Kanalnetze werden ohnehin in jeder Kommune regelmäßig hydraulisch neu berechnet. Diese Berechnung muss vom Regierungspräsidium genehmigt werden. In diese Berechnung fließt nicht nur ein, wie oft und wie viel es regnet – Regenspenden ist der Fachbegriff dafür –, sondern auch, in welcher Zeit das Wasser niederprasselt. Als Reaktion darauf, dass statistisch in Offenbach insgesamt nicht mehr Regen fällt, aber häufiger Wolkenbrüche über dem Stadtgebiet niedergehen, werden seit 2015 in Offenbach Kanalrohre mit größerem Durchmesser eingebaut.

Zu groß dürfen diese aber auch nicht sein. Sonst besteht das Risiko, dass sie in Zeiten ohne heftige Regenschauer nicht mehr ausreichend durchgespült werden. Entsprechend würden die Inhaltsstoffe, die eigentlich abfließen sollen, als Schlamm liegen bleiben. Dies kann dann auch oben an den Kanalschächten zu Geruchsbelästigungen führen.

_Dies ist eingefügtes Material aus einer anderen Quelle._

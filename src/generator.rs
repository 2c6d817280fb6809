//! Generator engine
//!
//! Turns declarative generator specs into concrete inputs: standard-input
//! text, input-file contents and function arguments. Every realization pulls
//! from one evaluation-scoped random source, so the order in which specs are
//! realized is part of the reproducibility contract.

use std::collections::BTreeMap;

use rand::Rng;
use serde_json::Value;
use tracing::warn;

use crate::exercise::ExerciseSpec;

/// Upper bound on generated list lengths
const MAX_LIST_LEN: usize = 100_000;

const DEFAULT_INTEGER: (i64, i64) = (1, 100);
const DEFAULT_LIST_BOUNDS: (i64, i64) = (0, 9);
const DEFAULT_LIST_COUNT: usize = 5;

/// How the elements of a generated list are joined
#[derive(Debug, Clone, Copy, PartialEq, Eq, Default)]
pub enum Separator {
    #[default]
    Space,
    Newline,
}

impl Separator {
    fn as_str(&self) -> &'static str {
        match self {
            Separator::Space => " ",
            Separator::Newline => "\n",
        }
    }
}

/// One declarative input generator
#[derive(Debug, Clone, PartialEq, Eq)]
pub enum GeneratorSpec {
    /// Uniform integer in `[min, max]`
    Integer { min: i64, max: i64 },
    /// Two uniform integers, each with its own bounds
    IntegerPair { first: (i64, i64), second: (i64, i64) },
    /// `count` uniform integers in `[min, max]`
    IntegerList {
        count: usize,
        min: i64,
        max: i64,
        separator: Separator,
    },
    /// Unrecognized or malformed spec; realizes as an integer in [1, 100]
    Unknown,
}

/// Generator spec that produces the content of a named input file
#[derive(Debug, Clone, PartialEq, Eq)]
pub struct NamedGeneratorSpec {
    pub name: String,
    pub spec: GeneratorSpec,
}

impl GeneratorSpec {
    /// Parse a generator object. Never fails: anything unusable becomes `Unknown`.
    pub fn from_value(value: &Value) -> Self {
        let Some(obj) = value.as_object() else {
            warn!("Generator spec is not an object, using default integer: {}", value);
            return GeneratorSpec::Unknown;
        };

        let kind = obj
            .get("generador")
            .or_else(|| obj.get("kind"))
            .and_then(Value::as_str)
            .unwrap_or("");

        let int = |key: &str| obj.get(key).and_then(as_i64);
        let shared = (
            int("min").unwrap_or(DEFAULT_INTEGER.0),
            int("max").unwrap_or(DEFAULT_INTEGER.1),
        );

        match kind {
            "entero" | "integer" => {
                let (min, max) = ordered(shared);
                GeneratorSpec::Integer { min, max }
            }
            "par_enteros" | "pareja_enteros" | "integer_pair" => {
                let first = match (int("min1"), int("max1")) {
                    (Some(lo), Some(hi)) => (lo, hi),
                    _ => shared,
                };
                let second = match (int("min2"), int("max2")) {
                    (Some(lo), Some(hi)) => (lo, hi),
                    _ => shared,
                };
                GeneratorSpec::IntegerPair {
                    first: ordered(first),
                    second: ordered(second),
                }
            }
            "lista_enteros" | "integer_list" => {
                let count = int("cantidad")
                    .or_else(|| int("count"))
                    .map(|n| n.clamp(0, MAX_LIST_LEN as i64) as usize)
                    .unwrap_or(DEFAULT_LIST_COUNT);
                let (min, max) = ordered((
                    int("min").unwrap_or(DEFAULT_LIST_BOUNDS.0),
                    int("max").unwrap_or(DEFAULT_LIST_BOUNDS.1),
                ));
                let separator = match obj
                    .get("separador")
                    .or_else(|| obj.get("separator"))
                    .and_then(Value::as_str)
                {
                    Some("linea" | "línea" | "newline" | "\n") => Separator::Newline,
                    _ => Separator::Space,
                };
                GeneratorSpec::IntegerList {
                    count,
                    min,
                    max,
                    separator,
                }
            }
            other => {
                warn!("Unknown generator kind '{}', using default integer", other);
                GeneratorSpec::Unknown
            }
        }
    }

    /// Realize as text (stdin or file content). Always ends with a newline.
    pub fn realize<R: Rng + ?Sized>(&self, rng: &mut R) -> String {
        match self {
            GeneratorSpec::Integer { min, max } => format!("{}\n", rng.gen_range(*min..=*max)),
            GeneratorSpec::IntegerPair { first, second } => {
                let a = rng.gen_range(first.0..=first.1);
                let b = rng.gen_range(second.0..=second.1);
                format!("{} {}\n", a, b)
            }
            GeneratorSpec::IntegerList {
                count,
                min,
                max,
                separator,
            } => {
                let items: Vec<String> = (0..*count)
                    .map(|_| rng.gen_range(*min..=*max).to_string())
                    .collect();
                format!("{}\n", items.join(separator.as_str()))
            }
            GeneratorSpec::Unknown => {
                format!("{}\n", rng.gen_range(DEFAULT_INTEGER.0..=DEFAULT_INTEGER.1))
            }
        }
    }

    /// Realize as a typed value (function argument)
    pub fn realize_value<R: Rng + ?Sized>(&self, rng: &mut R) -> Value {
        match self {
            GeneratorSpec::Integer { min, max } => Value::from(rng.gen_range(*min..=*max)),
            GeneratorSpec::IntegerPair { first, second } => {
                let a = rng.gen_range(first.0..=first.1);
                let b = rng.gen_range(second.0..=second.1);
                Value::from(vec![a, b])
            }
            GeneratorSpec::IntegerList {
                count, min, max, ..
            } => Value::from(
                (0..*count)
                    .map(|_| rng.gen_range(*min..=*max))
                    .collect::<Vec<i64>>(),
            ),
            GeneratorSpec::Unknown => {
                Value::from(rng.gen_range(DEFAULT_INTEGER.0..=DEFAULT_INTEGER.1))
            }
        }
    }
}

impl NamedGeneratorSpec {
    /// Parse a named generator. Returns `None` when there is no usable name.
    pub fn from_value(value: &Value) -> Option<Self> {
        let name = value
            .get("nombre")
            .or_else(|| value.get("name"))
            .and_then(Value::as_str)
            .map(str::trim)
            .filter(|n| !n.is_empty())?;

        Some(Self {
            name: name.to_string(),
            spec: GeneratorSpec::from_value(value),
        })
    }
}

/// Concrete inputs shared verbatim by the reference and candidate runs
#[derive(Debug, Clone, Default, PartialEq)]
pub struct GeneratedInputs {
    pub standard_input: String,
    pub input_files: BTreeMap<String, String>,
    pub arguments: Vec<Value>,
}

/// Realize every generator of an exercise, in declaration order:
/// stdin specs, then file specs, then argument specs.
///
/// `fixed_stdin` is used when the exercise declares no stdin generators.
pub fn generate_inputs<R: Rng + ?Sized>(
    spec: &ExerciseSpec,
    fixed_stdin: &str,
    rng: &mut R,
) -> GeneratedInputs {
    let standard_input = if spec.input_specs.is_empty() {
        fixed_stdin.to_string()
    } else {
        spec.input_specs
            .iter()
            .map(|g| g.realize(rng))
            .collect::<String>()
    };

    let mut input_files = BTreeMap::new();
    for file in &spec.file_input_specs {
        let content = file.spec.realize(rng);
        input_files.insert(file.name.clone(), content);
    }

    let arguments = spec
        .argument_specs
        .iter()
        .map(|g| g.realize_value(rng))
        .collect();

    GeneratedInputs {
        standard_input,
        input_files,
        arguments,
    }
}

fn as_i64(value: &Value) -> Option<i64> {
    match value {
        Value::Number(n) => n.as_i64().or_else(|| n.as_f64().map(|f| f as i64)),
        Value::String(s) => s.trim().parse().ok(),
        _ => None,
    }
}

fn ordered((lo, hi): (i64, i64)) -> (i64, i64) {
    if lo <= hi {
        (lo, hi)
    } else {
        warn!("Generator bounds [{}, {}] are reversed, swapping", lo, hi);
        (hi, lo)
    }
}

#[cfg(test)]
mod tests {
    use super::*;
    use rand::SeedableRng;
    use rand_chacha::ChaCha8Rng;
    use serde_json::json;

    fn rng() -> ChaCha8Rng {
        ChaCha8Rng::seed_from_u64(42)
    }

    #[test]
    fn test_integer_in_range_with_newline() {
        let spec = GeneratorSpec::from_value(&json!({"generador": "entero", "min": 3, "max": 7}));
        let mut rng = rng();
        for _ in 0..50 {
            let text = spec.realize(&mut rng);
            assert!(text.ends_with('\n'));
            assert_eq!(text.matches('\n').count(), 1);
            let n: i64 = text.trim_end().parse().unwrap();
            assert!((3..=7).contains(&n));
        }
    }

    #[test]
    fn test_integer_fixed_value() {
        let spec = GeneratorSpec::from_value(&json!({"generador": "entero", "min": 5, "max": 5}));
        assert_eq!(spec.realize(&mut rng()), "5\n");
        assert_eq!(spec.realize_value(&mut rng()), json!(5));
    }

    #[test]
    fn test_pair_uses_per_value_bounds() {
        let spec = GeneratorSpec::from_value(&json!({
            "generador": "par_enteros",
            "min1": 1, "max1": 1,
            "min2": 9, "max2": 9
        }));
        assert_eq!(spec.realize(&mut rng()), "1 9\n");
    }

    #[test]
    fn test_pair_falls_back_to_shared_bounds() {
        let spec = GeneratorSpec::from_value(&json!({
            "generador": "integer_pair",
            "min": 4, "max": 4,
            "min1": 0
        }));
        assert_eq!(
            spec,
            GeneratorSpec::IntegerPair {
                first: (4, 4),
                second: (4, 4)
            }
        );
        assert_eq!(spec.realize_value(&mut rng()), json!([4, 4]));
    }

    #[test]
    fn test_list_count_and_bounds() {
        let spec = GeneratorSpec::from_value(&json!({
            "generador": "lista_enteros",
            "cantidad": 12, "min": -2, "max": 2
        }));
        let text = spec.realize(&mut rng());
        assert!(text.ends_with('\n'));
        let values: Vec<i64> = text.split_whitespace().map(|v| v.parse().unwrap()).collect();
        assert_eq!(values.len(), 12);
        assert!(values.iter().all(|v| (-2..=2).contains(v)));
    }

    #[test]
    fn test_list_defaults_and_newline_separator() {
        let spec = GeneratorSpec::from_value(&json!({"generador": "lista_enteros", "separador": "linea"}));
        let text = spec.realize(&mut rng());
        let lines: Vec<&str> = text.lines().collect();
        assert_eq!(lines.len(), DEFAULT_LIST_COUNT);
        assert!(lines.iter().all(|l| (0..=9).contains(&l.parse::<i64>().unwrap())));
    }

    #[test]
    fn test_unknown_and_malformed_fall_back() {
        for value in [json!({"generador": "matriz"}), json!("entero"), json!(17), json!(null)] {
            let spec = GeneratorSpec::from_value(&value);
            assert_eq!(spec, GeneratorSpec::Unknown);
            let n: i64 = spec.realize(&mut rng()).trim_end().parse().unwrap();
            assert!((1..=100).contains(&n));
        }
    }

    #[test]
    fn test_reversed_bounds_are_swapped() {
        let spec = GeneratorSpec::from_value(&json!({"generador": "entero", "min": 10, "max": 2}));
        assert_eq!(spec, GeneratorSpec::Integer { min: 2, max: 10 });
    }

    #[test]
    fn test_named_spec_requires_name() {
        assert!(NamedGeneratorSpec::from_value(&json!({"generador": "entero"})).is_none());
        assert!(NamedGeneratorSpec::from_value(&json!({"nombre": "  ", "generador": "entero"})).is_none());
        let named = NamedGeneratorSpec::from_value(&json!({"nombre": "datos.txt", "generador": "entero"})).unwrap();
        assert_eq!(named.name, "datos.txt");
    }

    #[test]
    fn test_same_seed_same_sequence() {
        let specs = [
            GeneratorSpec::Integer { min: 0, max: 1000 },
            GeneratorSpec::IntegerList {
                count: 8,
                min: 0,
                max: 1000,
                separator: Separator::Space,
            },
        ];
        let run = || {
            let mut rng = ChaCha8Rng::seed_from_u64(7);
            specs.iter().map(|s| s.realize(&mut rng)).collect::<String>()
        };
        assert_eq!(run(), run());
    }
}
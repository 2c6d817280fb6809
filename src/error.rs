//! Typed errors for the evaluation pipeline
//!
//! Process plumbing uses `anyhow`; these are the domain failures that the
//! pipeline turns into report text instead of propagating.

use thiserror::Error;

/// Failure to obtain a return value from a function-mode invocation
#[derive(Debug, Error)]
pub enum InvocationError {
    /// The requested function is not defined by the source
    #[error("la función '{0}' no está definida")]
    MissingFunction(String),
    /// The function raised an error while running
    #[error("{0}")]
    Raised(String),
    /// The invocation exceeded the wall-clock budget
    #[error("Timeout expired ({0} ms)")]
    TimedOut(u32),
    /// The invocation finished but produced no readable return value
    #[error("valor devuelto no válido: {0}")]
    InvalidReturn(String),
    /// The runner itself failed
    #[error(transparent)]
    Runner(#[from] anyhow::Error),
}

/// Exercise parameters could not be parsed
#[derive(Debug, Error)]
pub enum SpecError {
    #[error("parameters are not valid JSON: {0}")]
    InvalidJson(#[from] serde_json::Error),
    #[error("parameters must be a JSON object, got {0}")]
    NotAnObject(&'static str),
}
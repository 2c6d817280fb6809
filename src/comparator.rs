//! Output comparison
//!
//! Stdout is compared after normalization; output files are compared
//! byte-for-byte; function results are compared structurally.

use std::collections::BTreeMap;
use std::sync::OnceLock;

use regex::Regex;
use serde::Serialize;
use serde_json::{Number, Value};

use crate::runner::RunOutcome;
use crate::workspace::truncate_for_display;

/// What one run (reference or candidate) left behind
#[derive(Debug, Clone, Default, PartialEq)]
pub struct ExecutionResult {
    pub stdout: String,
    pub stderr: String,
    pub timed_out: bool,
    /// The run ended in a runtime error or timeout
    pub failed: bool,
    /// Declared output files, `None` when the run did not create one
    pub output_files: BTreeMap<String, Option<Vec<u8>>>,
}

impl ExecutionResult {
    /// Capture of a finished run. When the run failed, `stderr` holds the
    /// failure description instead of the raw stream.
    pub fn from_run(outcome: &RunOutcome, output_files: BTreeMap<String, Option<Vec<u8>>>) -> Self {
        let failure = outcome.failure_message();
        Self {
            stdout: outcome.stdout.clone(),
            failed: failure.is_some(),
            stderr: failure.unwrap_or_else(|| outcome.stderr.clone()),
            timed_out: outcome.timed_out(),
            output_files,
        }
    }

    /// Screen output as reported: stdout, then the failure text of a failed
    /// run. Each part is cut to `limit` characters on its own.
    pub fn screen_output(&self, limit: usize) -> String {
        let stdout = truncate_for_display(&self.stdout, limit);
        if !self.failed {
            stdout
        } else if self.stdout.trim().is_empty() {
            truncate_for_display(&self.stderr, limit)
        } else {
            format!("{}\n{}", stdout.trim_end(), truncate_for_display(&self.stderr, limit))
        }
    }
}

/// Binary comparison outcome
#[derive(Debug, Clone, Copy, PartialEq, Serialize)]
pub struct Verdict {
    pub stdout_matches: bool,
    pub files_match: bool,
    pub fraction: f64,
}

impl Verdict {
    pub fn new(stdout_matches: bool, files_match: bool) -> Self {
        let fraction = if stdout_matches && files_match { 1.0 } else { 0.0 };
        Self {
            stdout_matches,
            files_match,
            fraction,
        }
    }

    /// Zero-score verdict for evaluations that never reached comparison
    pub fn failed() -> Self {
        Self::new(false, false)
    }

    pub fn passed(&self) -> bool {
        self.fraction == 1.0
    }
}

fn whitespace_run() -> &'static Regex {
    static RE: OnceLock<Regex> = OnceLock::new();
    RE.get_or_init(|| Regex::new(r"[ \t]+").expect("static regex"))
}

/// Normalize program output for comparison.
///
/// Unifies line endings, strips trailing whitespace per line, drops leading
/// and trailing blank lines, and collapses runs of spaces/tabs.
pub fn normalize_stdout(s: &str) -> String {
    let unified = s.replace("\r\n", "\n").replace('\r', "\n");
    let mut lines: Vec<&str> = unified.split('\n').map(str::trim_end).collect();

    let first = lines.iter().position(|l| !l.is_empty()).unwrap_or(lines.len());
    lines.drain(..first);
    while lines.last().is_some_and(|l| l.is_empty()) {
        lines.pop();
    }

    lines
        .iter()
        .map(|l| whitespace_run().replace_all(l, " ").into_owned())
        .collect::<Vec<_>>()
        .join("\n")
}

/// Compare two stdout texts after normalization
pub fn stdout_matches(reference: &str, candidate: &str) -> bool {
    normalize_stdout(reference) == normalize_stdout(candidate)
}

/// Compare the declared output files byte-for-byte. A missing file compares
/// as empty content.
pub fn files_match(
    reference: &BTreeMap<String, Option<Vec<u8>>>,
    candidate: &BTreeMap<String, Option<Vec<u8>>>,
    names: &[String],
) -> bool {
    let content = |files: &BTreeMap<String, Option<Vec<u8>>>, name: &String| -> Vec<u8> {
        files.get(name).cloned().flatten().unwrap_or_default()
    };
    names
        .iter()
        .all(|name| content(reference, name) == content(candidate, name))
}

/// Program-mode verdict. A failed candidate run never passes.
pub fn compare_program(
    reference: &ExecutionResult,
    candidate: &ExecutionResult,
    output_files: &[String],
) -> Verdict {
    let stdout_ok = !candidate.failed && stdout_matches(&reference.stdout, &candidate.stdout);
    let files_ok = !candidate.failed
        && files_match(&reference.output_files, &candidate.output_files, output_files);
    Verdict::new(stdout_ok, files_ok)
}

/// Function-mode verdict: deep equality of the returned values
pub fn compare_values(reference: &Value, candidate: &Value) -> Verdict {
    Verdict::new(values_equal(reference, candidate), true)
}

/// Structural equality where numbers compare by value: integers exactly at
/// any size, and an integral float equals the integer it represents.
pub fn values_equal(a: &Value, b: &Value) -> bool {
    match (a, b) {
        (Value::Number(x), Value::Number(y)) => canonical_number(x) == canonical_number(y),
        (Value::Array(x), Value::Array(y)) => {
            x.len() == y.len() && x.iter().zip(y).all(|(a, b)| values_equal(a, b))
        }
        (Value::Object(x), Value::Object(y)) => {
            x.len() == y.len()
                && x.iter()
                    .all(|(k, v)| y.get(k).is_some_and(|w| values_equal(v, w)))
        }
        _ => a == b,
    }
}

fn canonical_number(n: &Number) -> String {
    let text = n.to_string();
    if !text.contains(|c| matches!(c, '.' | 'e' | 'E')) {
        return if text == "-0" { "0".to_string() } else { text };
    }
    match n.as_f64() {
        Some(f) if f == 0.0 => "0".to_string(),
        Some(f) if f.is_finite() && f.fract() == 0.0 => format!("{:.0}", f),
        Some(f) => format!("{:?}", f),
        None => text,
    }
}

In den Regenüberlaufbecken darf ebenfalls nichts liegen bleiben. Laut Eigenkontrollverordnung des Landes Hessen müssen sie wie alle Abwasseranlagen regelmäßig gepflegt, gereinigt und gewartet werden. Nach jedem heftigen Regenguss gehen die Mitarbeiter aus dem Stadtservice deshalb in die leergelaufene Halle hinunter und spülen mit einem Feuerwehrschlauch nach. Die Beleuchtung, die dann die Szene mit den vier Kammern und dicken Betonpfeilern in trübes Licht taucht, ist ebenso wasserdicht wie die Zuleitungen – immerhin kann das Wasser ja bis zur Decke reichen. Die Temperatur in den Becken bleibt dagegen immer weitgehend gleich: Angenehm kühl im Sommer, garantiert frostfrei im Winter und außerdem ohne jeden Fluglärm. Nahezu idyllisch also – bis der nächste Wolkenbruch über Offenbach niedergeht.